Performance MetricAcceptance CriteriaReported Device Performance
Differential Cell Count Accuracy (e.g., specific cell types like Neutrophils, Lymphocytes, Monocytes, Eosinophils, Basophils)(Not specified in document)(Not specified in document)
Precision/Reproducibility(Not specified in document)(Not specified in document)
Carryover(Not specified in document)(Not specified in document)
Linearity(Not specified in document)(Not specified in document)
Interfering Substances(Not specified in document)(Not specified in document)
Throughput(Not specified in document)(Not specified in document)
Substantial Equivalence (Overall Conclusion)The device must be "substantially equivalent" to a legally marketed predicate device.The FDA determined the device is substantially equivalent to legally marketed predicate devices.

2. Sample size used for the test set and the data provenance (e.g. country of origin of the data, retrospective or prospective)

  • Sample Size for Test Set: Not specified in the document.
  • Data Provenance: Not specified in the document.

3. Number of experts used to establish the ground truth for the test set and the qualifications of those experts (e.g. radiologist with 10 years of experience)

  • Not specified in the document.

4. Adjudication method (e.g. 2+1, 3+1, none) for the test set

  • Not specified in the document.

5. If a multi reader multi case (MRMC) comparative effectiveness study was done, If so, what was the effect size of how much human readers improve with AI vs without AI assistance

  • Not applicable/Not specified. This device is an automated differential cell counter, not an AI-assisted diagnostic tool for human readers.

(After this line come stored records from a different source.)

//! Properties every induced tree must satisfy, checked on seeded random tables.

use std::collections::HashSet;

use approx::assert_relative_eq;
use rand::rngs::StdRng;
use rand::{Rng, SeedableRng};

use rusty_trees::data::dataset::Dataset;
use rusty_trees::metrics::impurity::{entropy, gini};
use rusty_trees::trees::classifier::DecisionTreeClassifier;
use rusty_trees::trees::split::{gain_ratio, information_gain, split_information, SPLIT_INFO_FLOOR};
use rusty_trees::trees::strategy::Algorithm;

const ALGORITHMS: [Algorithm; 3] = [Algorithm::Id3, Algorithm::C45, Algorithm::Cart];

/// A table mixing categorical and continuous columns with a noisy target.
///
/// Column `c0` and `c1` draw from small vocabularies, `n0` is continuous with
/// repeated values, `n1` has a few decimals. Labels come from `classes`.
fn random_dataset(seed: u64, n_rows: usize, classes: &[&str]) -> Dataset {
    let mut rng = StdRng::seed_from_u64(seed);
    let header = ["c0", "c1", "n0", "n1", "label"]
        .iter()
        .map(|name| name.to_string())
        .collect();
    let rows = (0..n_rows)
        .map(|_| {
            vec![
                ["red", "green", "blue"][rng.gen_range(0..3)].to_string(),
                ["s", "m", "l", "xl"][rng.gen_range(0..4)].to_string(),
                rng.gen_range(0..8).to_string(),
                format!("{:.2}", rng.gen_range(-5.0..5.0)),
                classes[rng.gen_range(0..classes.len())].to_string(),
            ]
        })
        .collect();
    Dataset::from_records(header, rows, "label").unwrap()
}

#[test]
fn every_leaf_label_occurs_in_the_target() {
    for seed in 0..20 {
        let data = random_dataset(seed, 60, &["alpha", "beta", "gamma"]);
        let labels = data.classes().iter().map(String::as_str).collect::<HashSet<_>>();
        for algorithm in ALGORITHMS {
            let mut classifier = DecisionTreeClassifier::new(algorithm);
            let tree = classifier.fit(&data).unwrap();
            for label in tree.leaf_labels() {
                assert!(labels.contains(label), "{algorithm} invented {label}");
            }
        }
    }
}

#[test]
fn induction_terminates_on_conflicting_rows() {
    // few distinct rows, many repeats with different labels
    for seed in 0..10 {
        let mut rng = StdRng::seed_from_u64(seed);
        let header = vec!["a".to_string(), "x".to_string(), "y".to_string()];
        let rows = (0..200)
            .map(|_| {
                vec![
                    ["p", "q"][rng.gen_range(0..2)].to_string(),
                    rng.gen_range(0..3).to_string(),
                    ["yes", "no"][rng.gen_range(0..2)].to_string(),
                ]
            })
            .collect();
        let data = Dataset::from_records(header, rows, "y").unwrap();
        for algorithm in ALGORITHMS {
            let mut classifier = DecisionTreeClassifier::new(algorithm);
            let tree = classifier.fit(&data).unwrap();
            // rows sharing (a, x) always land in the same leaf
            assert!(tree.n_leaves() <= 6, "{algorithm}: {}", tree.n_leaves());
        }
    }
}

#[test]
fn id3_depth_is_bounded_by_attribute_count() {
    for seed in 0..10 {
        let data = random_dataset(seed, 80, &["0", "1"]);
        let mut classifier = DecisionTreeClassifier::new(Algorithm::Id3);
        let tree = classifier.fit(&data).unwrap();
        assert!(tree.depth() <= data.n_attributes());
    }
}

#[test]
fn cart_trees_are_binary() {
    for seed in 0..10 {
        let data = random_dataset(seed, 50, &["a", "b"]);
        let mut classifier = DecisionTreeClassifier::new(Algorithm::Cart);
        let tree = classifier.fit(&data).unwrap();
        assert!(tree
            .iter()
            .filter_map(|node| node.as_decision())
            .all(|decision| decision.branches().len() == 2 && decision.test().is_binary()));
    }
}

#[test]
fn induction_is_deterministic() {
    let data = random_dataset(7, 120, &["u", "v", "w"]);
    for algorithm in ALGORITHMS {
        let first = DecisionTreeClassifier::new(algorithm)
            .fit(&data)
            .unwrap()
            .clone();
        for _ in 0..3 {
            let mut classifier = DecisionTreeClassifier::new(algorithm);
            assert_eq!(classifier.fit(&data).unwrap(), &first);
        }
    }
}

#[test]
fn impurity_bounds_hold_on_random_multisets() {
    let mut rng = StdRng::seed_from_u64(42);
    for _ in 0..200 {
        let len = rng.gen_range(1..40);
        let labels = (0..len).map(|_| rng.gen_range(0..5u8)).collect::<Vec<_>>();
        let distinct = labels.iter().collect::<HashSet<_>>().len() as f64;

        let h = entropy(&labels);
        let g = gini(&labels);
        assert!(h >= 0.0 && h <= distinct.log2() + 1e-12);
        assert!(g >= 0.0 && g <= 1.0 - 1.0 / distinct + 1e-12);
        assert_eq!(h == 0.0, distinct == 1.0);
        assert_eq!(g == 0.0, distinct == 1.0);
    }
}

#[test]
fn gain_ratio_is_gain_over_split_information() {
    let mut rng = StdRng::seed_from_u64(3);
    for _ in 0..100 {
        let children = (0..rng.gen_range(2..5))
            .map(|_| (0..3).map(|_| rng.gen_range(0..6)).collect::<Vec<usize>>())
            .collect::<Vec<_>>();
        let parent = (0..3)
            .map(|class| children.iter().map(|child| child[class]).sum())
            .collect::<Vec<usize>>();
        let sizes = children
            .iter()
            .map(|child| child.iter().sum())
            .collect::<Vec<usize>>();

        let gain = information_gain(&parent, &children);
        let split_info = split_information(&sizes);
        if split_info > 0.0 {
            assert_relative_eq!(gain_ratio(gain, split_info), gain / split_info);
        } else {
            assert_relative_eq!(gain_ratio(gain, split_info), gain / SPLIT_INFO_FLOOR);
        }
    }
}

6. If a standalone (i.e. algorithm only without human-in-the-loop performance) was done

  • The device is described as a "fully automated hematology analyzer." This implies it operates in a standalone manner for producing results without human intervention in the analysis process. However, specific performance data from such a study is not provided in this document.

7. The type of ground truth used (expert consensus, pathology, outcomes data, etc)

  • Not specified in the document. For an automated differential cell counter, ground truth for performance studies would typically involve manual microscopic differentials performed by trained laboratorians or hematologists (often considered the "gold standard" for comparison).

8. The sample size for the training set

  • Not applicable/Not specified. This document is for a traditional device clearance, not an AI/ML algorithm that typically requires a distinct training set. The "development" of the device would involve calibration and internal testing, but the term "training set" in the context of machine learning is not directly relevant here.

9. How the ground truth for the training set was established

  • Not applicable/Not specified for the reasons above.

§ 864.5220 Automated differential cell counter.

(a)
Identification. An automated differential cell counter is a device used to identify one or more of the formed elements of the blood. The device may also have the capability to flag, count, or classify immature or abnormal hematopoietic cells of the blood, bone marrow, or other body fluids. These devices may combine an electronic particle counting method, optical method, or a flow cytometric method utilizing monoclonal CD (cluster designation) markers. The device includes accessory CD markers.(b)
Classification. Class II (special controls). The special control for this device is the FDA document entitled “Class II Special Controls Guidance Document: Premarket Notifications for Automated Differential Cell Counters for Immature or Abnormal Blood Cells; Final Guidance for Industry and FDA.”